Task: Below are the entries. Transcribe exactly the lines from the one with "and run migrations." through the one with "CREATE TABLE IF", ends included, and leave out all others.

Exercise data:
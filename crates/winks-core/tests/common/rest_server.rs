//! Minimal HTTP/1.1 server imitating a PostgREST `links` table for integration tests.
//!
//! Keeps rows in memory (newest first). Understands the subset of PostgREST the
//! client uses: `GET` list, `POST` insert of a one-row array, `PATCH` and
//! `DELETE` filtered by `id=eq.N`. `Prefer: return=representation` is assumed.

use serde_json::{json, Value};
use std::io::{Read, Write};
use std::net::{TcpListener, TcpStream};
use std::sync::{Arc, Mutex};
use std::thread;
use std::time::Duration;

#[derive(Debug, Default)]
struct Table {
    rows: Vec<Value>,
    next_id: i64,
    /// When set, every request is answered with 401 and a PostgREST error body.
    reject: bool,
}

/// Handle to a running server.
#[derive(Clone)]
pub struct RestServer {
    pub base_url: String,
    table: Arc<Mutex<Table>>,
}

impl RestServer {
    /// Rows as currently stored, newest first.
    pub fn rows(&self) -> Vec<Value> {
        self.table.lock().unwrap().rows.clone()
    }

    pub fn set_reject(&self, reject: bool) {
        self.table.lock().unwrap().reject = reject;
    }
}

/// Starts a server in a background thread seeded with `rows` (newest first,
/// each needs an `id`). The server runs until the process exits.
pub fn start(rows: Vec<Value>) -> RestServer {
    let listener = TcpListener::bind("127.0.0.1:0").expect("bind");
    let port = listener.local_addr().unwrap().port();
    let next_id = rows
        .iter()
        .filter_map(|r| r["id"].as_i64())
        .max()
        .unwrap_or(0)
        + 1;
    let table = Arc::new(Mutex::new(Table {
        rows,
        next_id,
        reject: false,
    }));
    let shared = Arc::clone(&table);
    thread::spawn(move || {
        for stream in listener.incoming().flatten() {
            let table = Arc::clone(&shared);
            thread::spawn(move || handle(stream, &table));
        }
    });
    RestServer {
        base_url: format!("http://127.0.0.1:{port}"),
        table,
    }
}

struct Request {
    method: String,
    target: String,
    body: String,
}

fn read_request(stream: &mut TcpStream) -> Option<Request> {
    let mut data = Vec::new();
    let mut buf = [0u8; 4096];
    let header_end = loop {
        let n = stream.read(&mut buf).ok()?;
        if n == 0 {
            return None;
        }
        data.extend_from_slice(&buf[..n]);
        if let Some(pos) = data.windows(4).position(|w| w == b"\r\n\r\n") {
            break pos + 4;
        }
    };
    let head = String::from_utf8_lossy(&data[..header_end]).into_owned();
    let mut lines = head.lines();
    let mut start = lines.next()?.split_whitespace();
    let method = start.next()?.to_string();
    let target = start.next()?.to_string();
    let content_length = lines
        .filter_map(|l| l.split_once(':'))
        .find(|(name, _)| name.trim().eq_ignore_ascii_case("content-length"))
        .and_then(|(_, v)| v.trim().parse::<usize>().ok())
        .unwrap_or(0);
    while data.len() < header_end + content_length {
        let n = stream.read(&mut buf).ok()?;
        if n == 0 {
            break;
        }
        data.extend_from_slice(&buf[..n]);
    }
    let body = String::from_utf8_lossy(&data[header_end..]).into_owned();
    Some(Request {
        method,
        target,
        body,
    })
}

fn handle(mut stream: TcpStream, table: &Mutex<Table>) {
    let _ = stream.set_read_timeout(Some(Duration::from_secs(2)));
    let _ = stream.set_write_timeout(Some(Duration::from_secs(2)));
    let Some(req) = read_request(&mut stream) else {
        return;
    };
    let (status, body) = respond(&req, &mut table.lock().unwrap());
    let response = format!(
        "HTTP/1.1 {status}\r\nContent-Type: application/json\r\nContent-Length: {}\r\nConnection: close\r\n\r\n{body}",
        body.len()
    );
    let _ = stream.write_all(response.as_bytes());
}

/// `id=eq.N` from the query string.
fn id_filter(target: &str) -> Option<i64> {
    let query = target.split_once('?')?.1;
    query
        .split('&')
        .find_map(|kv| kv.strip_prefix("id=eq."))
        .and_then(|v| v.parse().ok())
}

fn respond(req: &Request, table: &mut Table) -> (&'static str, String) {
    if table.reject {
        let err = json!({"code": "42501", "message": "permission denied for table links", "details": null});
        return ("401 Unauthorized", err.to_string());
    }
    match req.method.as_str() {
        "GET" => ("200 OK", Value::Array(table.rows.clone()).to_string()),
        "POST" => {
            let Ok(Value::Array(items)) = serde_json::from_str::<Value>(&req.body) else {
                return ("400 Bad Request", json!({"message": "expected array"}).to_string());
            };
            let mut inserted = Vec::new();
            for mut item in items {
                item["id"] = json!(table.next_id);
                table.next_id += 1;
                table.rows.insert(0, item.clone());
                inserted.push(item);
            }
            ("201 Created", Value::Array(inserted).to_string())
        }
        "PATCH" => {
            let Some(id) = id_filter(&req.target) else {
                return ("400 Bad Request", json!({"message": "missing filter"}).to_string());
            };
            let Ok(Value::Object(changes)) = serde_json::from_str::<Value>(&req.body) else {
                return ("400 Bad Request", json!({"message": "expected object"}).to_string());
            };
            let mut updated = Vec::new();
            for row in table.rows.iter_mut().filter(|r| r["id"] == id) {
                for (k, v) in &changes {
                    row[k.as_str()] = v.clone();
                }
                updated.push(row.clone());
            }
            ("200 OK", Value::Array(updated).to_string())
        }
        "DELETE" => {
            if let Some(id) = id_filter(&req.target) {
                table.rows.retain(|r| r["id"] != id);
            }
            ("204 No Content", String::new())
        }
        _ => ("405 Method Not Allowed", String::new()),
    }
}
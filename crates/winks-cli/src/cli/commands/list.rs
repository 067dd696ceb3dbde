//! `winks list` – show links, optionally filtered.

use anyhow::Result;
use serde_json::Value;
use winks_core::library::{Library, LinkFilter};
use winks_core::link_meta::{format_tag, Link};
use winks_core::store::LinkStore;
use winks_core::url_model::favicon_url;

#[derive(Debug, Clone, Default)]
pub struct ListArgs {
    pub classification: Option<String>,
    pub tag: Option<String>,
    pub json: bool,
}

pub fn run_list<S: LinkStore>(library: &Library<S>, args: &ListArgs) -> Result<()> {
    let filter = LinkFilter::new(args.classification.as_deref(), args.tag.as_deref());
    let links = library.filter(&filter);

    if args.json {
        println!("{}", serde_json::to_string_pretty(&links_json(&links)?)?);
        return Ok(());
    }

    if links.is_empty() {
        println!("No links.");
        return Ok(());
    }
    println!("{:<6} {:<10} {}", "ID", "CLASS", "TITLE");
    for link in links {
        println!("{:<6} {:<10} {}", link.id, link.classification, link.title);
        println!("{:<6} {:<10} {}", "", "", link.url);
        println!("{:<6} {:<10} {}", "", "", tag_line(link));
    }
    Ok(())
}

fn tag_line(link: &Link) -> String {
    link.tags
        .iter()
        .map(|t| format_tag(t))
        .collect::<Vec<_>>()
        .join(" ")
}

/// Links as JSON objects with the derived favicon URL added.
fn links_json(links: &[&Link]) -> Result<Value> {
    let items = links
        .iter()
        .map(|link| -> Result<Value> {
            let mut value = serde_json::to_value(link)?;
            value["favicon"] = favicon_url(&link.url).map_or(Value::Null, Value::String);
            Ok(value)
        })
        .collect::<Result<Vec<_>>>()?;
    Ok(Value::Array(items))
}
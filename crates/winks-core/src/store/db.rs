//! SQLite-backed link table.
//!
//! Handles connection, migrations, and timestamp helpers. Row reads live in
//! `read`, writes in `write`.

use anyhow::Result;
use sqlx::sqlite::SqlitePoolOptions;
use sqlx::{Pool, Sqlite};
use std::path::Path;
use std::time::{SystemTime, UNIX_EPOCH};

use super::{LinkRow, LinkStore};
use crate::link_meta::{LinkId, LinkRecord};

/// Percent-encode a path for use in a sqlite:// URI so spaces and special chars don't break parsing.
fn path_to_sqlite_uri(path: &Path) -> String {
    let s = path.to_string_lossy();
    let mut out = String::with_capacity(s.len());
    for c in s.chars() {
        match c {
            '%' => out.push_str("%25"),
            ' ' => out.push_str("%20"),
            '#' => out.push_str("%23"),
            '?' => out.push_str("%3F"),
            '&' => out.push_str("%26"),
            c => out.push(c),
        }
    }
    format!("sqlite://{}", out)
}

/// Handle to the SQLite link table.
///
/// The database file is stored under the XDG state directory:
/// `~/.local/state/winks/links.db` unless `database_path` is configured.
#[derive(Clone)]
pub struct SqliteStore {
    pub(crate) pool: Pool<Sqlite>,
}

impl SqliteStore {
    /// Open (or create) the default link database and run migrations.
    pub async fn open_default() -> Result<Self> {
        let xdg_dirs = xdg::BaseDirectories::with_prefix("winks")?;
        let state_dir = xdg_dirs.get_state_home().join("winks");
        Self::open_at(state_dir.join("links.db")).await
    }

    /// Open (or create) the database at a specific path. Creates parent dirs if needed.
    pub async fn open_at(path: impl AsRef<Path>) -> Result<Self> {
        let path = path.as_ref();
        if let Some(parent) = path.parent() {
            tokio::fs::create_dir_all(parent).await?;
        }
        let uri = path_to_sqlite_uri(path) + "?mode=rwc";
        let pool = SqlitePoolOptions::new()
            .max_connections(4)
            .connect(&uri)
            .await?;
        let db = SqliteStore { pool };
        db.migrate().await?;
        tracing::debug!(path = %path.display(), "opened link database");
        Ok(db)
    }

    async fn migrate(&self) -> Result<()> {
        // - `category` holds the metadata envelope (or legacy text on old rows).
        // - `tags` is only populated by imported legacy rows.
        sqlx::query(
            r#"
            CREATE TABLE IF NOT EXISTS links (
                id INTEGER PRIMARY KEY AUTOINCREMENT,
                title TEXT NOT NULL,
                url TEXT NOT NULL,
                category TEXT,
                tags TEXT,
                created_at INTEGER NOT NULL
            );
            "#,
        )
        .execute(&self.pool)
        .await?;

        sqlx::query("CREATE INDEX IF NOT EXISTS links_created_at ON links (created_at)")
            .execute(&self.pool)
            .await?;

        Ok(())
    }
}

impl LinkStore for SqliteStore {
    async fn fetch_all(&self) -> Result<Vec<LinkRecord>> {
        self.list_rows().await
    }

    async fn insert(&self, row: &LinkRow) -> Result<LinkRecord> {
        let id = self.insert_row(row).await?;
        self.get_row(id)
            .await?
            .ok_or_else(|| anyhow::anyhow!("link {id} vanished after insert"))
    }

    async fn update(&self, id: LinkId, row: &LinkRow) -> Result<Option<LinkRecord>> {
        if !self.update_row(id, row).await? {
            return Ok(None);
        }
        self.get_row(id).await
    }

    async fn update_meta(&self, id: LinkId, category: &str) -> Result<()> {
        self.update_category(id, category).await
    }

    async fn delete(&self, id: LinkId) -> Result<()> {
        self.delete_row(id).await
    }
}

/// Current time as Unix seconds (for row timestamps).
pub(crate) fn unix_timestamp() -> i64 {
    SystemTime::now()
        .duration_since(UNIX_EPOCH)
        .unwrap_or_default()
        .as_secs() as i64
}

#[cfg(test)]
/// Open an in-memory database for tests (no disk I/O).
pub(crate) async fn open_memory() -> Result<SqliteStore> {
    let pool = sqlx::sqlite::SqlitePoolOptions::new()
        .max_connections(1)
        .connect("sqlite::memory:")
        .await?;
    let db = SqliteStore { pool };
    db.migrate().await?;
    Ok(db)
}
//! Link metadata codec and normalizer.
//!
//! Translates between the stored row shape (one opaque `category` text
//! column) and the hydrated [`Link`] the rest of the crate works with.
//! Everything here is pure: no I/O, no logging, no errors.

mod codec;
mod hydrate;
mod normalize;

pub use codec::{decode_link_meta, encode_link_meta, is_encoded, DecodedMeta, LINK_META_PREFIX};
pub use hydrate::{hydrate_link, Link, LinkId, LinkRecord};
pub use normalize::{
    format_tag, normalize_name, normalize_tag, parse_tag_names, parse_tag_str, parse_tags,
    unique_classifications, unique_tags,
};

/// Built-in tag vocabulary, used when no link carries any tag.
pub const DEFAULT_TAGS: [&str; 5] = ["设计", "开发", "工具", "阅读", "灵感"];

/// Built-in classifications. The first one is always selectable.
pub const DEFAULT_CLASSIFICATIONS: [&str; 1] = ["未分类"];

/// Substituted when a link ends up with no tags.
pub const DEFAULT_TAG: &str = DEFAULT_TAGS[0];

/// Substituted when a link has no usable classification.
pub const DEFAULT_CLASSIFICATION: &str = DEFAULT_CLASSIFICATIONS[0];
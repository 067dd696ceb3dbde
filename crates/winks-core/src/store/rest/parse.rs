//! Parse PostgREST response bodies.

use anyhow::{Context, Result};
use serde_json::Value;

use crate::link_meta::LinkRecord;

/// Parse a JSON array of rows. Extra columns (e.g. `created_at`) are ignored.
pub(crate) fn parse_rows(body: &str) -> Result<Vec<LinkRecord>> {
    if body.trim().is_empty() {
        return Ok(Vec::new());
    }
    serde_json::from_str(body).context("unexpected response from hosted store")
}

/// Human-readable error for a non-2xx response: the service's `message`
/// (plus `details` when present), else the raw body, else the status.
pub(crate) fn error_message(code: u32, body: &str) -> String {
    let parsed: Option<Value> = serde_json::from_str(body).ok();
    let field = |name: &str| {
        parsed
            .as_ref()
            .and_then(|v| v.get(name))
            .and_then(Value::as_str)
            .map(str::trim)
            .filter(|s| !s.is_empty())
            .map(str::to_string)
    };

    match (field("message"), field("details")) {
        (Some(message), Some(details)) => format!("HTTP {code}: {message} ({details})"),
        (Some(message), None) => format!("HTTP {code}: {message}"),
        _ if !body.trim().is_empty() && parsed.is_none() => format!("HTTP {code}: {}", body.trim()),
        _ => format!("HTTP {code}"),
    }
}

Answer to this task:
    /// Open (or create) the default link database and run migrations.
    pub async fn open_default() -> Result<Self> {
        let xdg_dirs = xdg::BaseDirectories::with_prefix("winks")?;
        let state_dir = xdg_dirs.get_state_home().join("winks");
        Self::open_at(state_dir.join("links.db")).await
    }

    /// Open (or create) the database at a specific path. Creates parent dirs if needed.
    pub async fn open_at(path: impl AsRef<Path>) -> Result<Self> {
        let path = path.as_ref();
        if let Some(parent) = path.parent() {
            tokio::fs::create_dir_all(parent).await?;
        }
        let uri = path_to_sqlite_uri(path) + "?mode=rwc";
        let pool = SqlitePoolOptions::new()
            .max_connections(4)
            .connect(&uri)
            .await?;
        let db = SqliteStore { pool };
        db.migrate().await?;
        tracing::debug!(path = %path.display(), "opened link database");
        Ok(db)
    }

    async fn migrate(&self) -> Result<()> {
        // - `category` holds the metadata envelope (or legacy text on old rows).
        // - `tags` is only populated by imported legacy rows.
        sqlx::query(
            r#"
            CREATE TABLE IF NOT EXISTS links (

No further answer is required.